Rotational relapse of anterior teeth following orthodontic treatment and circumferential supracrestal fiberotomy

Several factors cause relapse of orthodontically de-rotated teeth
after appliance removal. 

Circumferential supracrestal fiberotomy (CSF) may release the tension
on the supra-alveolar fibers following tooth de-rotation, thereby reducing the relapse risk. However,
careful identification of the amount and location of relapse enables proper clinical evaluation. 

We aimed to determine the amount of orthodontic relapse following CSF for de-rotated anterior teeth.

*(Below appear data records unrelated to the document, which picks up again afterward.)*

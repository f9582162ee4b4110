//! casedesk: a terminal front-end for reporting, tracking and exporting
//! cases held by a case management backend.

pub mod app;
pub mod backend;
pub mod config;
pub mod error;
pub mod events;
pub mod export;
pub mod logger;
pub mod state;
pub mod ui;
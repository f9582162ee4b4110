use super::styling;
use crate::ui::theme::Theme;
use ratatui::layout::{Constraint, Direction, Layout, Rect};
use ratatui::text::{Line, Span};

const LABEL_WIDTH: usize = 14;

/// One labelled input line. The focused field gets a marker and a cursor.
///
pub fn field_line(theme: &Theme, label: &str, value: &str, focused: bool) -> Line<'static> {
    let marker = if focused { "▸ " } else { "  " };
    let label_style = if focused {
        styling::active_list_item_style(theme)
    } else {
        styling::muted_text_style(theme)
    };
    let mut spans = vec![
        Span::styled(marker.to_string(), label_style),
        Span::styled(format!("{:<width$}", label, width = LABEL_WIDTH), label_style),
        Span::styled(value.to_string(), styling::normal_text_style(theme)),
    ];
    if focused {
        spans.push(Span::styled("▏".to_string(), styling::active_list_item_style(theme)));
    }
    Line::from(spans)
}

/// Selection line showing the current choice between arrows.
///
pub fn choice_line(theme: &Theme, label: &str, value: &str, focused: bool) -> Line<'static> {
    let shown = if focused {
        format!("◀ {} ▶", value)
    } else {
        value.to_string()
    };
    let mut line = field_line(theme, label, &shown, false);
    if focused {
        line.spans[0] = Span::styled("▸ ".to_string(), styling::active_list_item_style(theme));
        line.spans[1].style = styling::active_list_item_style(theme);
    }
    line
}

/// Checkbox line.
///
pub fn checkbox_line(theme: &Theme, label: &str, checked: bool, focused: bool) -> Line<'static> {
    let mark = if checked { "[x]" } else { "[ ]" };
    let style = if focused {
        styling::active_list_item_style(theme)
    } else {
        styling::normal_text_style(theme)
    };
    Line::from(vec![
        Span::styled(if focused { "▸ " } else { "  " }.to_string(), style),
        Span::styled(format!("{} {}", mark, label), style),
    ])
}

/// Hide a secret behind bullets.
///
pub fn masked(secret: &str) -> String {
    "•".repeat(secret.chars().count())
}

/// Returns a rectangle centered in `r` sized by percentages.
///
pub fn centered_rect(percent_x: u16, percent_y: u16, r: Rect) -> Rect {
    let popup_layout = Layout::default()
        .direction(Direction::Vertical)
        .constraints([
            Constraint::Percentage((100 - percent_y) / 2),
            Constraint::Percentage(percent_y),
            Constraint::Percentage((100 - percent_y) / 2),
        ])
        .split(r);

    Layout::default()
        .direction(Direction::Horizontal)
        .constraints([
            Constraint::Percentage((100 - percent_x) / 2),
            Constraint::Percentage(percent_x),
            Constraint::Percentage((100 - percent_x) / 2),
        ])
        .split(popup_layout[1])[1]
}
//! User management: role catalog, user table and the new user form.

use super::notification::Notification;
use crate::backend::{BackendError, NewUser, Role, User};
use std::time::Duration;

/// User management alerts disappear faster than other notifications.
pub const USER_ALERT_TTL: Duration = Duration::from_secs(3);

#[derive(Debug, PartialEq, Eq, Clone, thiserror::Error)]
pub enum UserFormError {
    #[error("Please fill in all fields")]
    Incomplete,
}

/// Rows of the new user form.
///
#[derive(Debug, PartialEq, Eq, Clone, Copy, Default)]
pub enum UserField {
    #[default]
    Username,
    Password,
    FirstName,
    LastName,
    Role,
}

impl UserField {
    const ORDER: [UserField; 5] = [
        UserField::Username,
        UserField::Password,
        UserField::FirstName,
        UserField::LastName,
        UserField::Role,
    ];

    fn step(self, step: isize) -> Self {
        let len = Self::ORDER.len() as isize;
        let index = Self::ORDER.iter().position(|f| *f == self).unwrap_or(0) as isize;
        Self::ORDER[(index + step).rem_euclid(len) as usize]
    }
}

/// Input of the new user form.
///
#[derive(Debug, Default, Clone, PartialEq, Eq)]
pub struct NewUserForm {
    pub username: String,
    pub password: String,
    pub fname: String,
    pub lname: String,
    pub role_id: Option<i64>,
    field: UserField,
}

impl NewUserForm {
    /// Empty form with the role preset to the first one in the catalog.
    ///
    pub fn for_roles(roles: &[Role]) -> Self {
        NewUserForm {
            role_id: roles.first().map(|role| role.id),
            ..NewUserForm::default()
        }
    }

    pub fn field(&self) -> UserField {
        self.field
    }

    pub fn next_field(&mut self) {
        self.field = self.field.step(1);
    }

    pub fn previous_field(&mut self) {
        self.field = self.field.step(-1);
    }

    fn text_mut(&mut self) -> Option<&mut String> {
        match self.field {
            UserField::Username => Some(&mut self.username),
            UserField::Password => Some(&mut self.password),
            UserField::FirstName => Some(&mut self.fname),
            UserField::LastName => Some(&mut self.lname),
            UserField::Role => None,
        }
    }

    pub fn push_char(&mut self, c: char) {
        if let Some(text) = self.text_mut() {
            text.push(c);
        }
    }

    pub fn pop_char(&mut self) {
        if let Some(text) = self.text_mut() {
            text.pop();
        }
    }

    /// Move the role selection through the catalog, wrapping.
    ///
    pub fn cycle_role(&mut self, roles: &[Role], step: isize) {
        if roles.is_empty() {
            return;
        }
        let len = roles.len() as isize;
        let index = self
            .role_id
            .and_then(|id| roles.iter().position(|role| role.id == id))
            .map(|index| (index as isize + step).rem_euclid(len))
            .unwrap_or(0);
        self.role_id = Some(roles[index as usize].id);
    }

    /// Every field is required.
    ///
    pub fn payload(&self) -> Result<NewUser, UserFormError> {
        let role_id = self.role_id.ok_or(UserFormError::Incomplete)?;
        if [&self.username, &self.password, &self.fname, &self.lname]
            .iter()
            .any(|value| value.trim().is_empty())
        {
            return Err(UserFormError::Incomplete);
        }
        Ok(NewUser {
            username: self.username.trim().to_string(),
            password: self.password.clone(),
            fname: self.fname.trim().to_string(),
            lname: self.lname.trim().to_string(),
            role_id,
        })
    }
}

/// State of the user management view.
///
#[derive(Debug, Default, Clone)]
pub struct UserDirectory {
    pub form: NewUserForm,
    roles: Vec<Role>,
    users: Vec<User>,
    loaded: bool,
    selected: usize,
}

impl UserDirectory {
    pub fn roles(&self) -> &[Role] {
        &self.roles
    }

    pub fn users(&self) -> &[User] {
        &self.users
    }

    pub fn is_loaded(&self) -> bool {
        self.loaded
    }

    /// Store both catalogs and preset the form role.
    ///
    pub fn set_catalogs(&mut self, roles: Vec<Role>, users: Vec<User>) {
        self.form = NewUserForm::for_roles(&roles);
        self.roles = roles;
        self.users = users;
        self.loaded = true;
        self.selected = 0;
    }

    pub fn role_name(&self, user: &User) -> String {
        user.role_name
            .clone()
            .or_else(|| {
                let id = user.role_id?;
                self.roles
                    .iter()
                    .find(|role| role.id == id)
                    .map(|role| role.name.clone())
            })
            .unwrap_or_default()
    }

    pub fn cycle_role(&mut self, step: isize) {
        self.form.cycle_role(&self.roles, step);
    }

    pub fn selected(&self) -> usize {
        self.selected
    }

    pub fn next_user(&mut self) {
        if !self.users.is_empty() {
            self.selected = (self.selected + 1) % self.users.len();
        }
    }

    pub fn previous_user(&mut self) {
        if !self.users.is_empty() {
            self.selected = self.selected.checked_sub(1).unwrap_or(self.users.len() - 1);
        }
    }

    /// Apply the create result. Success appends the user and resets the
    /// form; failure keeps the input.
    ///
    pub fn finish_create(&mut self, result: Result<User, BackendError>) -> Notification {
        let notification = match result {
            Ok(user) => {
                let message = format!("User \"{}\" was added", user.username);
                self.users.push(user);
                self.form = NewUserForm::for_roles(&self.roles);
                Notification::success(message)
            }
            Err(e) => Notification::error(format!(
                "Failed to create user: {}",
                e.user_message("Unknown error")
            )),
        };
        notification.with_ttl(USER_ALERT_TTL)
    }
}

• Materials and methods: Eleven patients with 90 orthodontically de-rotated anterior teeth were
enrolled. CSF was performed after orthodontic treatment, during fixed retainer placement. 

Rotational correction and relapse were measured on three casts (preorthodontic treatment, cast 1; postorthodontic
treatment +CSF, cast 2; and 12-month follow-up, cast 3).

 The Wilcoxon test was used to assess significant differences in the tooth rotation angles between casts 1 and 2 and casts
2 and 3. The relationship between the magnitude of relapse and pretreatment severity of rotation
was assessed by the point biserial correlation test. 

The Mann-Whitney U test helped in identifying
significant differences in the amount of relapse between maxillary and mandibular teeth.